As a part of my series about the “5 Things You Should Do to Optimize Your Wellness After Retirement” I had the pleasure of interviewing Tamar Chansky, Ph.D. Dr. Tamar Chansky is a licensed psychologist, founder of the Children’s and Adult Center for OCD and Anxiety in suburban Philadelphia, and author of numerous books on the treatment of anxiety and negative thinking in the popular Freeing Yourself from Anxiety series: Freeing Your Child From Anxiety, Freeing Your Child from Negative ThinkingFreeing Your Child From Obsessive Compulsive Disorder and Freeing Yourself from Anxiety: 4 Simple Steps to Overcome Worry and Create the Life You Want; her work has been translated into many languages. Dr. Chansky is the creator of the educational website and her website: She is the mother of two grown daughters, and lives in Philadelphia with her husband, two cats, and a whole lot of ideas.

Thank you so much for doing this with us! Our readers would love to “get to know you” a bit better. Can you share with us the backstory about what brought you to your specific career path?
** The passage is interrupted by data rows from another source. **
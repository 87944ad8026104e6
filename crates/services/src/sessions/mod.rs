mod bank;
mod plan;
mod scoring;
mod session;
mod view;
mod workflow;

// Public API of the session subsystem.
pub use crate::error::SessionError;
pub use bank::{QuestionBank, QuestionBankLoader, image_urls};
pub use plan::{SampleMode, automatic_mode, build_working_set, needs_choice};
pub use scoring::grade;
pub use session::{Advance, ExamSession};
pub use view::{ChoiceView, ExamView, ImageView, QuestionView, SessionProgress};
pub use workflow::{ExamFlow, PhaseEvent, RestartMode, SessionPhase};
//! Authentication session lookup consumed by the access gate.

use async_trait::async_trait;
use exam_core::model::UserId;
use std::sync::{Arc, Mutex};
use thiserror::Error;
use tokio::sync::broadcast;

const EVENT_CAPACITY: usize = 16;

/// The signed-in identity.
#[derive(Debug, Clone, PartialEq, Eq)]
pub struct AuthSession {
    pub user_id: UserId,
    pub email: Option<String>,
}

/// Authentication state change notification.
#[derive(Debug, Clone, Copy, PartialEq, Eq)]
pub enum AuthEvent {
    SignedIn(UserId),
    SignedOut,
    Refreshed,
}

#[derive(Debug, Error)]
#[non_exhaustive]
pub enum AuthError {
    #[error("auth service unavailable: {0}")]
    Unavailable(String),
}

/// Source of the current session and of change notifications.
#[async_trait]
pub trait AuthSessions: Send + Sync {
    /// The current session, or `None` when signed out.
    ///
    /// # Errors
    ///
    /// Returns `AuthError` when the identity service cannot be reached.
    async fn current_session(&self) -> Result<Option<AuthSession>, AuthError>;

    /// Subscribe to auth changes. Dropping the receiver unsubscribes.
    fn subscribe(&self) -> broadcast::Receiver<AuthEvent>;
}

/// In-process session holder, used by the terminal runner and tests.
#[derive(Clone)]
pub struct LocalAuth {
    session: Arc<Mutex<Option<AuthSession>>>,
    events: broadcast::Sender<AuthEvent>,
}

impl Default for LocalAuth {
    fn default() -> Self {
        Self::new()
    }
}

impl LocalAuth {
    #[must_use]
    pub fn new() -> Self {
        let (events, _) = broadcast::channel(EVENT_CAPACITY);
        Self {
            session: Arc::new(Mutex::new(None)),
            events,
        }
    }

    /// Replace the current session and notify subscribers.
    ///
    /// # Errors
    ///
    /// Returns `AuthError::Unavailable` if the session lock is poisoned.
    pub fn sign_in(&self, session: AuthSession) -> Result<(), AuthError> {
        let user_id = session.user_id;
        *self
            .session
            .lock()
            .map_err(|e| AuthError::Unavailable(e.to_string()))? = Some(session);
        tracing::debug!(user.id = %user_id, "signed in");
        // No subscribers is fine.
        let _ = self.events.send(AuthEvent::SignedIn(user_id));
        Ok(())
    }

    /// Clear the current session and notify subscribers.
    ///
    /// # Errors
    ///
    /// Returns `AuthError::Unavailable` if the session lock is poisoned.
    pub fn sign_out(&self) -> Result<(), AuthError> {
        self.session
            .lock()
            .map_err(|e| AuthError::Unavailable(e.to_string()))?
            .take();
        tracing::debug!("signed out");
        let _ = self.events.send(AuthEvent::SignedOut);
        Ok(())
    }

    /// Number of live subscriptions.
    #[must_use]
    pub fn subscriber_count(&self) -> usize {
        self.events.receiver_count()
    }
}

#[async_trait]
impl AuthSessions for LocalAuth {
    async fn current_session(&self) -> Result<Option<AuthSession>, AuthError> {
        let guard = self
            .session
            .lock()
            .map_err(|e| AuthError::Unavailable(e.to_string()))?;
        Ok(guard.clone())
    }

    fn subscribe(&self) -> broadcast::Receiver<AuthEvent> {
        self.events.subscribe()
    }
}

#[cfg(test)]
mod tests {
    use super::*;

    #[tokio::test]
    async fn sign_in_and_out_notify_subscribers() {
        let auth = LocalAuth::new();
        let mut rx = auth.subscribe();
        let user_id = UserId::random();

        auth.sign_in(AuthSession {
            user_id,
            email: None,
        })
        .unwrap();
        assert_eq!(rx.recv().await.unwrap(), AuthEvent::SignedIn(user_id));
        assert_eq!(
            auth.current_session().await.unwrap().map(|s| s.user_id),
            Some(user_id)
        );

        auth.sign_out().unwrap();
        assert_eq!(rx.recv().await.unwrap(), AuthEvent::SignedOut);
        assert!(auth.current_session().await.unwrap().is_none());
    }

    #[test]
    fn dropping_receiver_unsubscribes() {
        let auth = LocalAuth::new();
        let rx = auth.subscribe();
        assert_eq!(auth.subscriber_count(), 1);
        drop(rx);
        assert_eq!(auth.subscriber_count(), 0);
    }
}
Somehow I always knew that I would be a psychologist, even as a little girl I was always trying to understand other people’s behavior and imagine what they were thinking about — it was perplexing and fascinating to me. I started working in the field of anxiety disorders by a fluke in graduate school, where the very first child I treated on a research study was afraid to raise her hand in class to go to the bathroom — and I was hooked. I found my purpose. I have dedicated my life to working with kids, parents, and adults to change their relationship with anxiety. Yes, it’s a given that the anxious soundtrack will barge in first with what ifs and fill in the blanks with catastrophic narratives, but it’s up to us what we do next. One of the most important practices we can undertake for our well-being is to realize that we don’t have to give worry the last word.

Can you share the most interesting story that happened to you since you started your career?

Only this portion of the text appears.